Deploying a Puppeteer App

Puppeteer is a powerful Node.js library that provides a high-level API to control Chrome or Chromium over the DevTools Protocol. It enables developers to automate web scraping, performance testing, rendering, form submission, testing Chrome Extensions, and generating screenshots and PDFs of web pages. With Puppeteer, you can build sophisticated browser automation workflows that interact with modern web applications in a scriptable, reliable manner. It’s trusted by developers worldwide for mission-critical automation tasks.

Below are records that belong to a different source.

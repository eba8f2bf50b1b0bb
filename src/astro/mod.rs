// This Source Code Form is subject to the terms of the Mozilla Public
// License, v. 2.0. If a copy of the MPL was not distributed with this
// file, You can obtain one at http://mozilla.org/MPL/2.0/.

/*!
Earth-orientation interpolation tables and the rigorous GCRS→ITRS transform
(`AstronomicalParameters`/ "rigorous" AzEl path).

This follows SOFA/CIO-based conventions structurally (CIP X/Y/s,
Earth-rotation-angle, precession-nutation matrix construction as in IERS
Technical Note 32) without linking the C SOFA/ERFA library: the transform is
implemented directly in Rust over a precomputed, linearly-interpolated
Earth-orientation grid, keeping the dependency stack free of an unverifiable
FFI surface (see DESIGN.md).
*/

mod matrix;

pub use matrix::Mat3;

use crate::constants::TAU;

/// Astronomical speed of light, m/s; used for classical stellar aberration.
const SPEED_OF_LIGHT_M_PER_S: f64 = 299_792_458.0;

/// One sample of the Earth-orientation grid.
#[derive(Clone, Copy, Debug)]
struct Sample {
    /// Session seconds at which this sample applies.
    t: f64,
    /// CIP coordinates (dimensionless, radians-scale) X, Y and the CIO
    /// locator s, in radians.
    x: f64,
    y: f64,
    s: f64,
    /// Earth barycentric velocity, in units of the speed of light (so the
    /// aberration correction is `v/c`).
    vel: [f64; 3],
}

/// Process-wide, read-only-after-init Earth-orientation interpolation table
/// (`AstronomicalParameters`).
#[derive(Debug, Clone)]
pub struct AstronomicalParameters {
    samples: Vec<Sample>,
}

impl AstronomicalParameters {
    /// Build a grid covering `[0, duration_s]` at `step_s` spacing (typical
    /// step: minutes).
    ///
    /// `model` supplies X/Y/s and Earth velocity at arbitrary session
    /// seconds; it is evaluated once per grid point and then never touched
    /// again during scheduling.
    pub fn build(
        duration_s: u32,
        step_s: u32,
        model: impl Fn(f64) -> (f64, f64, f64, [f64; 3]),
    ) -> Self {
        let step_s = step_s.max(1);
        let mut samples = Vec::new();
        let mut t = 0u32;
        loop {
            let (x, y, s, vel) = model(t as f64);
            samples.push(Sample {
                t: t as f64,
                x,
                y,
                s,
                vel,
            });
            if t >= duration_s {
                break;
            }
            t = t.saturating_add(step_s).min(duration_s.max(t));
            if t == duration_s && samples.last().map(|s| s.t) == Some(t as f64) {
                break;
            }
        }
        Self { samples }
    }

    /// Linear interpolation at `t` (session seconds, may be fractional).
    fn interpolate(&self, t: f64) -> (f64, f64, f64, [f64; 3]) {
        if self.samples.is_empty() {
            return (0.0, 0.0, 0.0, [0.0; 3]);
        }
        if t <= self.samples[0].t {
            let s = &self.samples[0];
            return (s.x, s.y, s.s, s.vel);
        }
        let last = self.samples.len() - 1;
        if t >= self.samples[last].t {
            let s = &self.samples[last];
            return (s.x, s.y, s.s, s.vel);
        }
        let idx = self
            .samples
            .partition_point(|s| s.t <= t)
            .saturating_sub(1)
            .min(last - 1);
        let a = &self.samples[idx];
        let b = &self.samples[idx + 1];
        let frac = if b.t > a.t { (t - a.t) / (b.t - a.t) } else { 0.0 };
        let lerp = |u: f64, v: f64| u + (v - u) * frac;
        let vel = [
            lerp(a.vel[0], b.vel[0]),
            lerp(a.vel[1], b.vel[1]),
            lerp(a.vel[2], b.vel[2]),
        ];
        (lerp(a.x, b.x), lerp(a.y, b.y), lerp(a.s, b.s), vel)
    }
}

/// Earth rotation angle (radians) at a UT1 Julian date, via the standard
/// IAU 2000 linear model.
pub fn earth_rotation_angle_rad(jd_ut1: f64) -> f64 {
    let t = jd_ut1 - 2_451_545.0;
    let frac = jd_ut1.fract();
    let era = TAU * (frac + 0.779_057_273_264_0 + 0.002_737_811_911_354_48 * t);
    era.rem_euclid(TAU)
}

/// Build the CIO-based GCRS→CIRS rotation matrix from the CIP coordinates
/// `(x, y)` and the CIO locator `s`, following the construction in SOFA's
/// `eraC2ixys` (IERS TN32 ).
pub fn precession_nutation_matrix(x: f64, y: f64, s: f64) -> Mat3 {
    let r2 = x * x + y * y;
    let e = if r2 > 0.0 { y.atan2(x) } else { 0.0 };
    let d = (r2 / (1.0 - r2).max(1e-12)).sqrt().atan();
    Mat3::rotation_z(-(e + s)) * Mat3::rotation_y(d) * Mat3::rotation_z(e)
}

/// Apply classical (first-order) stellar aberration given the Earth's
/// barycentric velocity in units of `c`.
pub fn apply_aberration(source_gcrs: [f64; 3], earth_vel_over_c: [f64; 3]) -> [f64; 3] {
    let dot = source_gcrs[0] * earth_vel_over_c[0]
        + source_gcrs[1] * earth_vel_over_c[1]
        + source_gcrs[2] * earth_vel_over_c[2];
    let mut out = [0.0; 3];
    for i in 0..3 {
        out[i] = source_gcrs[i] + earth_vel_over_c[i] - dot * source_gcrs[i];
    }
    matrix::normalize(out)
}

/// The full rigorous GCRS→ITRS rotation for a single epoch: CIO-based
/// precession-nutation, then Earth rotation, then (identity) polar motion.
///
/// Polar motion is treated as zero: a real session would source `(xp, yp)`
/// from the same IERS bulletin as the nutation series, but it is not an
/// engine input here, so it is fixed at the SOFA default of no offset
/// (documented Open Question resolution in DESIGN.md).
pub fn gcrs_to_itrs_matrix(jd_ut1: f64, x: f64, y: f64, s: f64) -> Mat3 {
    let pn = precession_nutation_matrix(x, y, s);
    let era = earth_rotation_angle_rad(jd_ut1);
    let r3 = Mat3::rotation_z(era);
    r3 * pn
}

/// Transform a source's CRS unit vector into ITRS, aberration-corrected,
/// at the given UT1 Julian date using the interpolated Earth-orientation
/// parameters.
pub fn source_crs_to_itrs(
    params: &AstronomicalParameters,
    session_seconds: f64,
    jd_ut1: f64,
    source_crs: [f64; 3],
) -> [f64; 3] {
    let (x, y, s, vel) = params.interpolate(session_seconds);
    let vel_over_c = [
        vel[0] / SPEED_OF_LIGHT_M_PER_S,
        vel[1] / SPEED_OF_LIGHT_M_PER_S,
        vel[2] / SPEED_OF_LIGHT_M_PER_S,
    ];
    let aberrated = apply_aberration(source_crs, vel_over_c);
    let m = gcrs_to_itrs_matrix(jd_ut1, x, y, s);
    m.mul_vec(aberrated)
}

#[cfg(test)]
mod tests {
    use super::*;
    use approx::assert_abs_diff_eq;

    #[test]
    fn era_is_wrapped() {
        let era = earth_rotation_angle_rad(2_451_545.25);
        assert!((0.0..TAU).contains(&era));
    }

    #[test]
    fn precession_nutation_identity_when_xys_zero() {
        let m = precession_nutation_matrix(0.0, 0.0, 0.0);
        let v = [1.0, 0.0, 0.0];
        let out = m.mul_vec(v);
        assert_abs_diff_eq!(out[0], 1.0, epsilon = 1e-9);
        assert_abs_diff_eq!(out[1], 0.0, epsilon = 1e-9);
        assert_abs_diff_eq!(out[2], 0.0, epsilon = 1e-9);
    }

    #[test]
    fn aberration_preserves_unit_length() {
        let v = apply_aberration([0.0, 0.0, 1.0], [1e-4, 2e-4, -3e-4]);
        let norm = (v[0] * v[0] + v[1] * v[1] + v[2] * v[2]).sqrt();
        assert_abs_diff_eq!(norm, 1.0, epsilon = 1e-9);
    }

    #[test]
    fn interpolation_matches_grid_samples() {
        let params = AstronomicalParameters::build(600, 60, |t| (t * 1e-6, 0.0, 0.0, [0.0; 3]));
        let (x, _, _, _) = params.interpolate(60.0);
        assert_abs_diff_eq!(x, 60.0 * 1e-6, epsilon = 1e-12);
    }
}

This comprehensive guide walks you through deploying a Puppeteer application to Klutch.sh, covering both automatic Nixpacks-based deployments and Docker-based deployments. You’ll learn installation steps, explore sample code, configure environment variables, and discover best practices for production deployments.

Prerequisites
Getting Started: Install Puppeteer
Sample Code Examples
Project Structure
Deploying Without a Dockerfile (Nixpacks)
Deploying With a Dockerfile
Environment Variables & Configuration
Browser Automation Patterns
Performance & Resource Management
Troubleshooting
Resources

Prerequisites

To deploy a Puppeteer application on Klutch.sh, ensure you have:

Node.js 18 or higher - Puppeteer requires a modern Node.js version
npm or yarn - For managing dependencies
Git - For version control
GitHub account - Klutch.sh integrates with GitHub for continuous deployments
Klutch.sh account - Sign up for free

Getting Started: Install Puppeteer

Create a New Puppeteer Project

Follow these steps to create and set up a new Puppeteer application:

Create a new directory for your project and initialize npm:
Terminal window
```
mkdir my-puppeteer-app
cd my-puppeteer-app
npm init -y
```
Install Puppeteer and development dependencies:
Terminal window
```
npm install puppeteer express
npm install --save-dev nodemon
```
We’re including Express for a simple API server to wrap Puppeteer functionality.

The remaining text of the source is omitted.